_Assignment:_
Once you reach the end of the data, transcribe all of it exactly.

Collected data entries
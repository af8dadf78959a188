//! Shared runtime state, published for observers.
//!
//! Every field has exactly one writer (noted per accessor); readers
//! tolerate brief staleness. Scalars are atomics, composite values sit
//! behind a short-held `RwLock`. Nothing in here is used for inter-worker
//! handoff - that is what the queues are for.

use std::sync::atomic::{AtomicBool, AtomicI32, Ordering};

use parking_lot::RwLock;

use crate::NUM_BUSY_SLOTS;

/// Last polled rig state, written only by the rig polling worker.
#[derive(Debug, Clone, Default)]
pub struct RigTelemetry {
    pub frequency: String,
    pub mode: String,
    pub bandwidth: String,
    pub status: String,
    pub strength: String,
    pub alc: f32,
}

pub struct SharedContext {
    transmitting: AtomicBool,
    ptt_state: AtomicBool,
    listen: AtomicBool,
    codec_traffic: AtomicBool,
    channel_busy: AtomicBool,
    busy_slots: [AtomicBool; NUM_BUSY_SLOTS],
    tx_audio_level: AtomicI32,
    snr: RwLock<f32>,
    frequency_offset: RwLock<f32>,
    audio_dbfs: RwLock<f32>,
    fft: RwLock<Vec<i32>>,
    scatter: RwLock<Vec<(i32, i32)>>,
    rig: RwLock<RigTelemetry>,
}

impl SharedContext {
    pub fn new(tx_audio_level: i32) -> Self {
        Self {
            transmitting: AtomicBool::new(false),
            ptt_state: AtomicBool::new(false),
            listen: AtomicBool::new(true),
            codec_traffic: AtomicBool::new(false),
            channel_busy: AtomicBool::new(false),
            busy_slots: Default::default(),
            tx_audio_level: AtomicI32::new(tx_audio_level),
            snr: RwLock::new(0.0),
            frequency_offset: RwLock::new(0.0),
            audio_dbfs: RwLock::new(0.0),
            fft: RwLock::new(Vec::new()),
            scatter: RwLock::new(Vec::new()),
            rig: RwLock::new(RigTelemetry::default()),
        }
    }

    // -- transmit state (writer: transmit worker) --

    pub fn transmitting(&self) -> bool {
        self.transmitting.load(Ordering::Relaxed)
    }

    pub fn set_transmitting(&self, on: bool) {
        self.transmitting.store(on, Ordering::Relaxed);
    }

    // -- PTT (writer: keying controller) --

    pub fn ptt_state(&self) -> bool {
        self.ptt_state.load(Ordering::Relaxed)
    }

    pub fn set_ptt_state(&self, on: bool) {
        self.ptt_state.store(on, Ordering::Relaxed);
    }

    // -- listen gate (writer: application) --

    pub fn listen(&self) -> bool {
        self.listen.load(Ordering::Relaxed)
    }

    pub fn set_listen(&self, on: bool) {
        self.listen.store(on, Ordering::Relaxed);
    }

    // -- codec traffic flag (writer: decode workers) --

    pub fn codec_traffic(&self) -> bool {
        self.codec_traffic.load(Ordering::Relaxed)
    }

    pub fn set_codec_traffic(&self, on: bool) {
        self.codec_traffic.store(on, Ordering::Relaxed);
    }

    // -- channel busy (writer: activity monitor; transmit worker forces
    //    clear while on air) --

    pub fn channel_busy(&self) -> bool {
        self.channel_busy.load(Ordering::Relaxed)
    }

    pub fn set_channel_busy(&self, on: bool) {
        self.channel_busy.store(on, Ordering::Relaxed);
    }

    pub fn busy_slot(&self, slot: usize) -> bool {
        self.busy_slots[slot].load(Ordering::Relaxed)
    }

    pub fn set_busy_slot(&self, slot: usize, on: bool) {
        self.busy_slots[slot].store(on, Ordering::Relaxed);
    }

    pub fn busy_slots(&self) -> [bool; NUM_BUSY_SLOTS] {
        std::array::from_fn(|i| self.busy_slot(i))
    }

    // -- transmit audio level, percent 0..=200 (writer: transmit worker
    //    via ALC auto-tune, or the application) --

    pub fn tx_audio_level(&self) -> i32 {
        self.tx_audio_level.load(Ordering::Relaxed)
    }

    pub fn set_tx_audio_level(&self, level: i32) {
        self.tx_audio_level.store(level, Ordering::Relaxed);
    }

    // -- receive quality snapshots (writer: decode workers) --

    pub fn snr(&self) -> f32 {
        *self.snr.read()
    }

    pub fn set_snr(&self, snr: f32) {
        *self.snr.write() = snr;
    }

    pub fn frequency_offset(&self) -> f32 {
        *self.frequency_offset.read()
    }

    pub fn set_frequency_offset(&self, offset: f32) {
        *self.frequency_offset.write() = offset;
    }

    pub fn scatter(&self) -> Vec<(i32, i32)> {
        self.scatter.read().clone()
    }

    pub fn set_scatter(&self, scatter: Vec<(i32, i32)>) {
        *self.scatter.write() = scatter;
    }

    // -- spectrum/loudness (writer: activity monitor) --

    pub fn audio_dbfs(&self) -> f32 {
        *self.audio_dbfs.read()
    }

    pub fn set_audio_dbfs(&self, dbfs: f32) {
        *self.audio_dbfs.write() = dbfs;
    }

    pub fn fft(&self) -> Vec<i32> {
        self.fft.read().clone()
    }

    pub fn set_fft(&self, fft: Vec<i32>) {
        *self.fft.write() = fft;
    }

    // -- rig telemetry (writer: rig polling worker) --

    pub fn rig(&self) -> RigTelemetry {
        self.rig.read().clone()
    }

    pub fn update_rig<F: FnOnce(&mut RigTelemetry)>(&self, f: F) {
        f(&mut self.rig.write());
    }

    pub fn alc(&self) -> f32 {
        self.rig.read().alc
    }
}

impl Default for SharedContext {
    fn default() -> Self {
        Self::new(100)
    }
}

_Problem solution:_
repository af8dadf78959a188
//! Shared runtime state, published for observers.
//!
//! Every field has exactly one writer (noted per accessor); readers
//! tolerate brief staleness. Scalars are atomics, composite values sit
//! behind a short-held `RwLock`. Nothing in here is used for inter-worker
//! handoff - that is what the queues are for.

use std::sync::atomic::{AtomicBool, AtomicI32, Ordering};

use parking_lot::RwLock;

use crate::NUM_BUSY_SLOTS;

/// Last polled rig state, written only by the rig polling worker.
#[derive(Debug, Clone, Default)]
pub struct RigTelemetry {
    pub frequency: String,
    pub mode: String,
    pub bandwidth: String,
    pub status: String,
    pub strength: String,
    pub alc: f32,
}

pub struct SharedContext {
    transmitting: AtomicBool,
    ptt_state: AtomicBool,
    listen: AtomicBool,
    codec_traffic: AtomicBool,
    channel_busy: AtomicBool,
    busy_slots: [AtomicBool; NUM_BUSY_SLOTS],
    tx_audio_level: AtomicI32,
    snr: RwLock<f32>,
    frequency_offset: RwLock<f32>,
    audio_dbfs: RwLock<f32>,
    fft: RwLock<Vec<i32>>,
    scatter: RwLock<Vec<(i32, i32)>>,
    rig: RwLock<RigTelemetry>,
}

impl SharedContext {
    pub fn new(tx_audio_level: i32) -> Self {
        Self {
            transmitting: AtomicBool::new(false),
            ptt_state: AtomicBool::new(false),
            listen: AtomicBool::new(true),
            codec_traffic: AtomicBool::new(false),
            channel_busy: AtomicBool::new(false),
            busy_slots: Default::default(),
            tx_audio_level: AtomicI32::new(tx_audio_level),
            snr: RwLock::new(0.0),
            frequency_offset: RwLock::new(0.0),
            audio_dbfs: RwLock::new(0.0),
            fft: RwLock::new(Vec::new()),
            scatter: RwLock::new(Vec::new()),
            rig: RwLock::new(RigTelemetry::default()),
        }
    }

    // -- transmit state (writer: transmit worker) --

    pub fn transmitting(&self) -> bool {
        self.transmitting.load(Ordering::Relaxed)
    }

    pub fn set_transmitting(&self, on: bool) {
        self.transmitting.store(on, Ordering::Relaxed);
    }

    // -- PTT (writer: keying controller) --

    pub fn ptt_state(&self) -> bool {
        self.ptt_state.load(Ordering::Relaxed)
    }

    pub fn set_ptt_state(&self, on: bool) {
        self.ptt_state.store(on, Ordering::Relaxed);
    }

    // -- listen gate (writer: application) --

    pub fn listen(&self) -> bool {
        self.listen.load(Ordering::Relaxed)
    }

    pub fn set_listen(&self, on: bool) {
        self.listen.store(on, Ordering::Relaxed);
    }

    // -- codec traffic flag (writer: decode workers) --

    pub fn codec_traffic(&self) -> bool {
        self.codec_traffic.load(Ordering::Relaxed)
    }

    pub fn set_codec_traffic(&self, on: bool) {
        self.codec_traffic.store(on, Ordering::Relaxed);
    }

    // -- channel busy (writer: activity monitor; transmit worker forces
    //    clear while on air) --

    pub fn channel_busy(&self) -> bool {
        self.channel_busy.load(Ordering::Relaxed)
    }

    pub fn set_channel_busy(&self, on: bool) {
        self.channel_busy.store(on, Ordering::Relaxed);
    }

    pub fn busy_slot(&self, slot: usize) -> bool {
        self.busy_slots[slot].load(Ordering::Relaxed)
    }

    pub fn set_busy_slot(&self, slot: usize, on: bool) {
        self.busy_slots[slot].store(on, Ordering::Relaxed);
    }

    pub fn busy_slots(&self) -> [bool; NUM_BUSY_SLOTS] {
        std::array::from_fn(|i| self.busy_slot(i))
    }

    // -- transmit audio level, percent 0..=200 (writer: transmit worker
    //    via ALC auto-tune, or the application) --

    pub fn tx_audio_level(&self) -> i32 {
        self.tx_audio_level.load(Ordering::Relaxed)
    }

    pub fn set_tx_audio_level(&self, level: i32) {
        self.tx_audio_level.store(level, Ordering::Relaxed);
    }

    // -- receive quality snapshots (writer: decode workers) --

    pub fn snr(&self) -> f32 {
        *self.snr.read()
    }

    pub fn set_snr(&self, snr: f32) {
        *self.snr.write() = snr;
    }

    pub fn frequency_offset(&self) -> f32 {
        *self.frequency_offset.read()
    }

    pub fn set_frequency_offset(&self, offset: f32) {
        *self.frequency_offset.write() = offset;
    }

    pub fn scatter(&self) -> Vec<(i32, i32)> {
        self.scatter.read().clone()
    }

    pub fn set_scatter(&self, scatter: Vec<(i32, i32)>) {
        *self.scatter.write() = scatter;
    }

    // -- spectrum/loudness (writer: activity monitor) --

    pub fn audio_dbfs(&self) -> f32 {
        *self.audio_dbfs.read()
    }

    pub fn set_audio_dbfs(&self, dbfs: f32) {
        *self.audio_dbfs.write() = dbfs;
    }

    pub fn fft(&self) -> Vec<i32> {
        self.fft.read().clone()
    }

    pub fn set_fft(&self, fft: Vec<i32>) {
        *self.fft.write() = fft;
    }

    // -- rig telemetry (writer: rig polling worker) --

    pub fn rig(&self) -> RigTelemetry {
        self.rig.read().clone()
    }

    pub fn update_rig<F: FnOnce(&mut RigTelemetry)>(&self, f: F) {
        f(&mut self.rig.write());
    }

    pub fn alc(&self) -> f32 {
        self.rig.read().alc
    }
}

impl Default for SharedContext {
    fn default() -> Self {
        Self::new(100)
    }
}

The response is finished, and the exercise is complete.